▶ Exercise description:
Give back the full listing exactly as written.

Provided records Start Marker

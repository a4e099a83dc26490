//! Building massing and panorama rendering.
//!
//! Footprint outlines are read from CSV, extruded into closed prisms on a
//! small B-rep kernel ([`topology`], [`operations`], [`tessellation`]), placed
//! in a daylight scene, and rendered as 360° equirectangular panoramas from a
//! list of camera positions.

pub mod config;
pub mod error;
pub mod geometry;
pub mod input;
pub mod massing;
pub mod math;
pub mod operations;
pub mod pipeline;
pub mod render;
pub mod scene;
pub mod tessellation;
pub mod topology;

pub use error::{MassingError, Result};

Provided records End Marker

▶ Written reply:
repository a4e099a83dc26490
//! Building massing and panorama rendering.
//!
//! Footprint outlines are read from CSV, extruded into closed prisms on a
//! small B-rep kernel ([`topology`], [`operations`], [`tessellation`]), placed
//! in a daylight scene, and rendered as 360° equirectangular panoramas from a
//! list of camera positions.

pub mod config;
pub mod error;
pub mod geometry;
pub mod input;
pub mod massing;
pub mod math;
pub mod operations;
pub mod pipeline;
pub mod render;
pub mod scene;
pub mod tessellation;
pub mod topology;

pub use error::{MassingError, Result};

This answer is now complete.